*** Opening of DATA FOR PROCESSING ***

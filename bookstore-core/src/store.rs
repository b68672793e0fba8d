//! The store a service is built on.
//!
//! [`DocumentStore`] owns one backend and hands out [`TypedCollection`]s that borrow it.
//! Collections are cheap, short-lived views; the store is what gets shared and, at the
//! end, shut down.
//!
//! ```ignore
//! use bookstore_core::store::DocumentStore;
//!
//! let store = DocumentStore::new(backend);
//! let books = store.typed_collection_named::<Book>("books_test");
//! ```

use crate::{
    backend::StoreBackend,
    collection::TypedCollection,
    document::Document,
    error::StoreResult,
};

#[derive(Debug)]
pub struct DocumentStore<B: StoreBackend> {
    backend: B,
}

impl<B: StoreBackend> DocumentStore<B> {
    pub fn new(backend: B) -> Self {
        Self { backend }
    }

    pub fn backend(&self) -> &B {
        &self.backend
    }

    /// A collection view named after `D::collection_name()`.
    pub fn typed_collection<D: Document>(&self) -> TypedCollection<'_, B, D> {
        self.typed_collection_named(D::collection_name())
    }

    /// A collection view under an explicit name, for stores that keep the same document
    /// type in more than one collection.
    pub fn typed_collection_named<D: Document>(&self, name: &str) -> TypedCollection<'_, B, D> {
        TypedCollection::new(name.to_string(), &self.backend)
    }

    /// Creates `name` if it does not exist yet.
    pub async fn create_collection(&self, name: &str) -> StoreResult<()> {
        self.backend.create_collection(name).await
    }

    pub async fn list_collections(&self) -> StoreResult<Vec<String>> {
        self.backend.list_collections().await
    }

    /// Consumes the store and releases the backend's resources.
    pub async fn shutdown(self) -> StoreResult<()> {
        self.backend.shutdown().await
    }
}
//! Convenient re-exports of commonly used types from the bookstore.
//!
//! ```ignore
//! use bookstore::prelude::*;
//! ```

pub use crate::{
    book::{Book, BookForm},
    error::{BookError, BookResult},
    service::BookRecordService,
};

pub use bookstore_core::{
    backend::{StoreBackend, StoreBackendBuilder},
    document::{Document, DocumentExt},
    error::{StoreError, StoreResult},
    query::{Filter, Query, Update},
    store::DocumentStore,
};
//! Errors returned by [`BookRecordService`](crate::service::BookRecordService).
//!
//! Each variant is a classification; turning it into a transport status is the HTTP
//! layer's job (see [`crate::http`]).

use thiserror::Error;

pub use bookstore_core::error::{StoreError, StoreResult};

#[derive(Error, Debug)]
pub enum BookError {
    /// A required field was empty. Raised before the store is touched.
    #[error("{0}")]
    Validation(String),
    /// The price was present but not a number. Raised before the store is touched.
    #[error("{0}")]
    Conversion(String),
    /// A store command failed and the operation reports it as an internal error.
    #[error("{0}")]
    Internal(String),
    /// A store fault passed through unclassified.
    #[error(transparent)]
    Store(#[from] StoreError),
}

pub type BookResult<T> = Result<T, BookError>;

impl BookError {
    pub(crate) fn validation(message: &str) -> Self {
        BookError::Validation(message.to_string())
    }

    pub(crate) fn conversion(message: &str) -> Self {
        BookError::Conversion(message.to_string())
    }
}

*** Close of DATA FOR PROCESSING ***

* [ABOUT THIS TASK] Give back the whole of the data above, exactly as written.

* [EXPECTED ANSWER]
filename bookstore-core/src/store.rs
repository b68672793e0fba8d
//! The store a service is built on.
//!
//! [`DocumentStore`] owns one backend and hands out [`TypedCollection`]s that borrow it.
//! Collections are cheap, short-lived views; the store is what gets shared and, at the
//! end, shut down.
//!
//! ```ignore
//! use bookstore_core::store::DocumentStore;
//!
//! let store = DocumentStore::new(backend);
//! let books = store.typed_collection_named::<Book>("books_test");
//! ```

use crate::{
    backend::StoreBackend,
    collection::TypedCollection,
    document::Document,
    error::StoreResult,
};

#[derive(Debug)]
pub struct DocumentStore<B: StoreBackend> {
    backend: B,
}

impl<B: StoreBackend> DocumentStore<B> {
    pub fn new(backend: B) -> Self {
        Self { backend }
    }

    pub fn backend(&self) -> &B {
        &self.backend
    }

    /// A collection view named after `D::collection_name()`.
    pub fn typed_collection<D: Document>(&self) -> TypedCollection<'_, B, D> {
        self.typed_collection_named(D::collection_name())
    }

    /// A collection view under an explicit name, for stores that keep the same document
    /// type in more than one collection.
    pub fn typed_collection_named<D: Document>(&self, name: &str) -> TypedCollection<'_, B, D> {
        TypedCollection::new(name.to_string(), &self.backend)
    }

    /// Creates `name` if it does not exist yet.
    pub async fn create_collection(&self, name: &str) -> StoreResult<()> {
        self.backend.create_collection(name).await
    }

    pub async fn list_collections(&self) -> StoreResult<Vec<String>> {
        self.backend.list_collections().await
    }

    /// Consumes the store and releases the backend's resources.
    pub async fn shutdown(self) -> StoreResult<()> {
        self.backend.shutdown().await
    }
}
//! Convenient re-exports of commonly used types from the bookstore.
//!
//! ```ignore
//! use bookstore::prelude::*;
//! ```

pub use crate::{
    book::{Book, BookForm},
    error::{BookError, BookResult},
    service::BookRecordService,
};

pub use bookstore_core::{
    backend::{StoreBackend, StoreBackendBuilder},
    document::{Document, DocumentExt},
    error::{StoreError, StoreResult},
    query::{Filter, Query, Update},
    store::DocumentStore,
};
//! Errors returned by [`BookRecordService`](crate::service::BookRecordService).
//!
//! Each variant is a classification; turning it into a transport status is the HTTP
//! layer's job (see [`crate::http`]).

use thiserror::Error;

pub use bookstore_core::error::{StoreError, StoreResult};

#[derive(Error, Debug)]
pub enum BookError {
    /// A required field was empty. Raised before the store is touched.
    #[error("{0}")]
    Validation(String),
    /// The price was present but not a number. Raised before the store is touched.
    #[error("{0}")]
    Conversion(String),
    /// A store command failed and the operation reports it as an internal error.
    #[error("{0}")]
    Internal(String),
    /// A store fault passed through unclassified.
    #[error(transparent)]
    Store(#[from] StoreError),
}

pub type BookResult<T> = Result<T, BookError>;

impl BookError {
    pub(crate) fn validation(message: &str) -> Self {
        BookError::Validation(message.to_string())
    }

    pub(crate) fn conversion(message: &str) -> Self {
        BookError::Conversion(message.to_string())
    }
}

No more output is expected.